Records drawn from a dataset:
▬▬▬▬▬▬

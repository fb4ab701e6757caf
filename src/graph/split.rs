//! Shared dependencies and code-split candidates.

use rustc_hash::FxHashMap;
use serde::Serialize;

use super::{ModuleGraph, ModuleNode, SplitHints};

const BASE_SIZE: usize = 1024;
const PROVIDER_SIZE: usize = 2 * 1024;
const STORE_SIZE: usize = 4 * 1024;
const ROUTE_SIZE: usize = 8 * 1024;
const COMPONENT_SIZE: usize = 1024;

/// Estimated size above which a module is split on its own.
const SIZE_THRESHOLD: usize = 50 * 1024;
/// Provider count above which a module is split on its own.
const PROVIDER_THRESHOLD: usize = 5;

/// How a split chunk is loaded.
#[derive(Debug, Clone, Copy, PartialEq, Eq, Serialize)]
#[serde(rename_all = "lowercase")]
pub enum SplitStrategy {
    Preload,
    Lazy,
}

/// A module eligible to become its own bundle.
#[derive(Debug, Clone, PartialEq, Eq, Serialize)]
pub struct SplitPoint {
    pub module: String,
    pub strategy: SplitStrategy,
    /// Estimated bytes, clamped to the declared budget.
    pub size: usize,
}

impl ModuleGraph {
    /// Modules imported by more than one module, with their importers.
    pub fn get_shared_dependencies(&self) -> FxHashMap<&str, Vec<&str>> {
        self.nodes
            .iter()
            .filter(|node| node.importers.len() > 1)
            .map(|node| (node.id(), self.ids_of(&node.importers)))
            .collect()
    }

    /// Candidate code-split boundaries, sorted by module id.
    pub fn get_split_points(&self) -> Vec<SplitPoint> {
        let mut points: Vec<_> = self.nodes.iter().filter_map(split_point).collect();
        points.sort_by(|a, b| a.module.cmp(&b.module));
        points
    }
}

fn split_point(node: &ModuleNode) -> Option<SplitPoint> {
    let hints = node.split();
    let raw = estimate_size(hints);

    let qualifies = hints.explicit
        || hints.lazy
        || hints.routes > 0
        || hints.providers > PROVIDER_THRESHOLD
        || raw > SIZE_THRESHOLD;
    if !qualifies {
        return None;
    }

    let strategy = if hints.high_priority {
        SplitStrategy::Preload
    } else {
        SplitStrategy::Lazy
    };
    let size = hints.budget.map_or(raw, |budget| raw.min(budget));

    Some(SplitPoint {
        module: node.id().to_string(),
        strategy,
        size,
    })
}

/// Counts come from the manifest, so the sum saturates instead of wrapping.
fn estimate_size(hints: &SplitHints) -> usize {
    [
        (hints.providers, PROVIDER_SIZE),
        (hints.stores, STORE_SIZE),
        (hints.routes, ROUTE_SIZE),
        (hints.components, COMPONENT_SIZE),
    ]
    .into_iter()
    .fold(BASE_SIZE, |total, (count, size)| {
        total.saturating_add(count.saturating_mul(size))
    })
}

▬▬▬▬▬▬

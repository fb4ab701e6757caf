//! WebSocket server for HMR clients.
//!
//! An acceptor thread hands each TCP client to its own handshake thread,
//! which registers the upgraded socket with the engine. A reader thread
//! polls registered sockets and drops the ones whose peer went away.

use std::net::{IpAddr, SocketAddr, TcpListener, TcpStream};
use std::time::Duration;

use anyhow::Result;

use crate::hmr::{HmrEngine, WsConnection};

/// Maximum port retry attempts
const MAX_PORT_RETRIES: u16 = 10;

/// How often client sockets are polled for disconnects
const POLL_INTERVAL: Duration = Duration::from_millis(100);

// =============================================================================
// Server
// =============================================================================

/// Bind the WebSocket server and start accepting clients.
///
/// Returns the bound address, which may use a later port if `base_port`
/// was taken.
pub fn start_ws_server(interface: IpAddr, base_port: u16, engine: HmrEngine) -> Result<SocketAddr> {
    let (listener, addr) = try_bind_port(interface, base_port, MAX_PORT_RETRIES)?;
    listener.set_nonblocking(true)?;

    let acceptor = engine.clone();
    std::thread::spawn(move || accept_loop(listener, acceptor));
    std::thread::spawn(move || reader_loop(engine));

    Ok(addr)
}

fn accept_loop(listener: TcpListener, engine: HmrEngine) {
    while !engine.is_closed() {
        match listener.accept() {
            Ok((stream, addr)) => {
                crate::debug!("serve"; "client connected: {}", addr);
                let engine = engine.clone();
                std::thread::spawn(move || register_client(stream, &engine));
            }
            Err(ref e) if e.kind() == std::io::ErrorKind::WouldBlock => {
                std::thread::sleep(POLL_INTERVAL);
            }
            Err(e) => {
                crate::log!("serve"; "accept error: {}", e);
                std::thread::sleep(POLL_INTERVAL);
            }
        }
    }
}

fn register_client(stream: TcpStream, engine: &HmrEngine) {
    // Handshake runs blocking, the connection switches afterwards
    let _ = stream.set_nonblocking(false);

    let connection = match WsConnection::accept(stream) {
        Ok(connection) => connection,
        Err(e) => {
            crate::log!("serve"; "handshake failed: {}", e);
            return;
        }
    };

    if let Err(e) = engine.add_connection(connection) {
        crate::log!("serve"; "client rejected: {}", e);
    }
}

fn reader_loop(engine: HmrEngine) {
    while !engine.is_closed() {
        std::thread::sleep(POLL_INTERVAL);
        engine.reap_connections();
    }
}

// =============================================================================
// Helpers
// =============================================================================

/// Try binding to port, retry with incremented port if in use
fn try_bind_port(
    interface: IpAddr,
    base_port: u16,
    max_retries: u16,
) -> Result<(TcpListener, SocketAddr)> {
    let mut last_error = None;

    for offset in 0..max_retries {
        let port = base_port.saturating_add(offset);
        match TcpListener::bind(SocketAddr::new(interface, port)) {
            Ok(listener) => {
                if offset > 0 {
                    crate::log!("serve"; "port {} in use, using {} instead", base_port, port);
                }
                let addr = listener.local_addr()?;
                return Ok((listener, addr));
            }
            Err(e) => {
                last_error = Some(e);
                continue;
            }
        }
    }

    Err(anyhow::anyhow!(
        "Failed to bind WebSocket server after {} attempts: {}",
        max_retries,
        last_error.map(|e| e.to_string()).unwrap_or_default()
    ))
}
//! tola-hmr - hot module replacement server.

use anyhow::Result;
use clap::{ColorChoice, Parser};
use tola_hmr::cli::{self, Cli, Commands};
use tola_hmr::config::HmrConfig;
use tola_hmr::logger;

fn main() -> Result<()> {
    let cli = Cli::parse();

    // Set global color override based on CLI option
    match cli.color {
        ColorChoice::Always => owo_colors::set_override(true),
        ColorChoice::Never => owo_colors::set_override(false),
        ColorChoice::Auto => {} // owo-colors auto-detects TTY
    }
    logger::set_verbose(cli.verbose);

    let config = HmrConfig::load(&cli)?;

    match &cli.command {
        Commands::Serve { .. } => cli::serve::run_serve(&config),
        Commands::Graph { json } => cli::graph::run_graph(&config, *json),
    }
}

▬▬▬▬▬▬

• REQUIRED ACTION
Your task is to return each line of the data above that contains the string "TcpStream".

• COMPLETED TASK
use std::net::{IpAddr, SocketAddr, TcpListener, TcpStream};
fn register_client(stream: TcpStream, engine: &HmrEngine) {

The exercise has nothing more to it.